Exercise: From the opening line of the records through the line bearing "failed, by command", set down every line exactly.

Input below:

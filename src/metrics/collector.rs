//! Metrics collection using Prometheus
//!
//! This module provides metrics collection for the autohost bot using
//! Prometheus metrics.

use anyhow::Result;
use prometheus::{IntCounter, IntCounterVec, IntGauge, Opts, Registry};
use std::sync::Arc;
use std::time::Instant;

/// Main metrics collector for the autohost bot
#[derive(Clone)]
pub struct MetricsCollector {
    /// Prometheus registry
    registry: Arc<Registry>,

    /// Lobby event metrics
    event_metrics: EventMetrics,

    /// Host rotation metrics
    rotation_metrics: RotationMetrics,

    /// Difficulty enforcement metrics
    gate_metrics: GateMetrics,

    started_at: Instant,
}

/// Lobby event metrics
#[derive(Clone)]
pub struct EventMetrics {
    /// Events received from the protocol client, by kind
    pub events_total: IntCounterVec,

    /// Lobby commands that failed, by command
    pub command_failures_total: IntCounterVec,

    /// Service uptime in seconds
    pub uptime_seconds: IntGauge,
}

/// Host rotation metrics
#[derive(Clone)]
pub struct RotationMetrics {
    /// Host handovers issued by the bot
    pub rotations_total: IntCounter,

    /// Players waiting for host
    pub queue_length: IntGauge,

    /// Players who hosted during the current cycle
    pub already_hosted: IntGauge,
}

/// Difficulty enforcement metrics
#[derive(Clone)]
pub struct GateMetrics {
    /// Warnings sent, by bound ("min", "max", "final")
    pub warnings_total: IntCounterVec,

    /// Matches aborted for being out of band
    pub aborts_total: IntCounter,
}

impl MetricsCollector {
    /// Create a new metrics collector with default registry
    pub fn new() -> Result<Self> {
        let registry = Arc::new(Registry::new());
        Self::with_registry(registry)
    }

    /// Create a new metrics collector with custom registry
    pub fn with_registry(registry: Arc<Registry>) -> Result<Self> {
        let event_metrics = EventMetrics::new(&registry)?;
        let rotation_metrics = RotationMetrics::new(&registry)?;
        let gate_metrics = GateMetrics::new(&registry)?;

        Ok(Self {
            registry,
            event_metrics,
            rotation_metrics,
            gate_metrics,
            started_at: Instant::now(),
        })
    }

    /// Get the Prometheus registry
    pub fn registry(&self) -> Arc<Registry> {
        self.registry.clone()
    }

    pub fn events(&self) -> &EventMetrics {
        &self.event_metrics
    }

    pub fn rotation(&self) -> &RotationMetrics {
        &self.rotation_metrics
    }

    pub fn gate(&self) -> &GateMetrics {
        &self.gate_metrics
    }

    pub fn record_event(&self, kind: &str) {
        self.event_metrics
            .events_total
            .with_label_values(&[kind])
            .inc();
    }

    pub fn record_command_failure(&self, command: &str) {
        self.event_metrics
            .command_failures_total
            .with_label_values(&[command])
            .inc();
    }

    pub fn record_rotation(&self) {
        self.rotation_metrics.rotations_total.inc();
    }

    /// Update queue gauges after the queue changed
    pub fn update_queue(&self, upcoming: usize, already_hosted: usize) {
        self.rotation_metrics.queue_length.set(upcoming as i64);
        self.rotation_metrics
            .already_hosted
            .set(already_hosted as i64);
    }

    pub fn record_warning(&self, bound: &str) {
        self.gate_metrics
            .warnings_total
            .with_label_values(&[bound])
            .inc();
    }

    pub fn record_abort(&self) {
        self.gate_metrics.aborts_total.inc();
    }

    /// Refresh the uptime gauge; called before every scrape
    pub fn update_uptime(&self) {
        self.event_metrics
            .uptime_seconds
            .set(self.started_at.elapsed().as_secs() as i64);
    }
}

impl EventMetrics {
    fn new(registry: &Registry) -> Result<Self> {
        let events_total = IntCounterVec::new(
            Opts::new(
                "osu_autohost_events_total",
                "Lobby events received from the server",
            ),
            &["kind"],
        )?;
        registry.register(Box::new(events_total.clone()))?;

        let command_failures_total = IntCounterVec::new(
            Opts::new(
                "osu_autohost_command_failures_total",
                "Lobby commands that could not be delivered",
            ),
            &["command"],
        )?;
        registry.register(Box::new(command_failures_total.clone()))?;

        let uptime_seconds = IntGauge::new("osu_autohost_uptime_seconds", "Bot uptime in seconds")?;
        registry.register(Box::new(uptime_seconds.clone()))?;

        Ok(Self {
            events_total,
            command_failures_total,
            uptime_seconds,
        })
    }
}

impl RotationMetrics {
    fn new(registry: &Registry) -> Result<Self> {
        let rotations_total = IntCounter::new(
            "osu_autohost_rotations_total",
            "Host handovers issued by the bot",
        )?;
        registry.register(Box::new(rotations_total.clone()))?;

        let queue_length = IntGauge::new(
            "osu_autohost_queue_length",
            "Players waiting for their turn as host",
        )?;
        registry.register(Box::new(queue_length.clone()))?;

        let already_hosted = IntGauge::new(
            "osu_autohost_already_hosted",
            "Players who hosted during the current cycle",
        )?;
        registry.register(Box::new(already_hosted.clone()))?;

        Ok(Self {
            rotations_total,
            queue_length,
            already_hosted,
        })
    }
}

impl GateMetrics {
    fn new(registry: &Registry) -> Result<Self> {
        let warnings_total = IntCounterVec::new(
            Opts::new(
                "osu_autohost_difficulty_warnings_total",
                "Warnings sent for out-of-band beatmaps",
            ),
            &["bound"],
        )?;
        registry.register(Box::new(warnings_total.clone()))?;

        let aborts_total = IntCounter::new(
            "osu_autohost_matches_aborted_total",
            "Matches aborted for an out-of-band beatmap",
        )?;
        registry.register(Box::new(aborts_total.clone()))?;

        Ok(Self {
            warnings_total,
            aborts_total,
        })
    }
}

End of Input.

Completed task:
filename src/metrics/collector.rs
//! Metrics collection using Prometheus
//!
//! This module provides metrics collection for the autohost bot using
//! Prometheus metrics.

use anyhow::Result;
use prometheus::{IntCounter, IntCounterVec, IntGauge, Opts, Registry};
use std::sync::Arc;
use std::time::Instant;

/// Main metrics collector for the autohost bot
#[derive(Clone)]
pub struct MetricsCollector {
    /// Prometheus registry
    registry: Arc<Registry>,

    /// Lobby event metrics
    event_metrics: EventMetrics,

    /// Host rotation metrics
    rotation_metrics: RotationMetrics,

    /// Difficulty enforcement metrics
    gate_metrics: GateMetrics,

    started_at: Instant,
}

/// Lobby event metrics
#[derive(Clone)]
pub struct EventMetrics {
    /// Events received from the protocol client, by kind
    pub events_total: IntCounterVec,

    /// Lobby commands that failed, by command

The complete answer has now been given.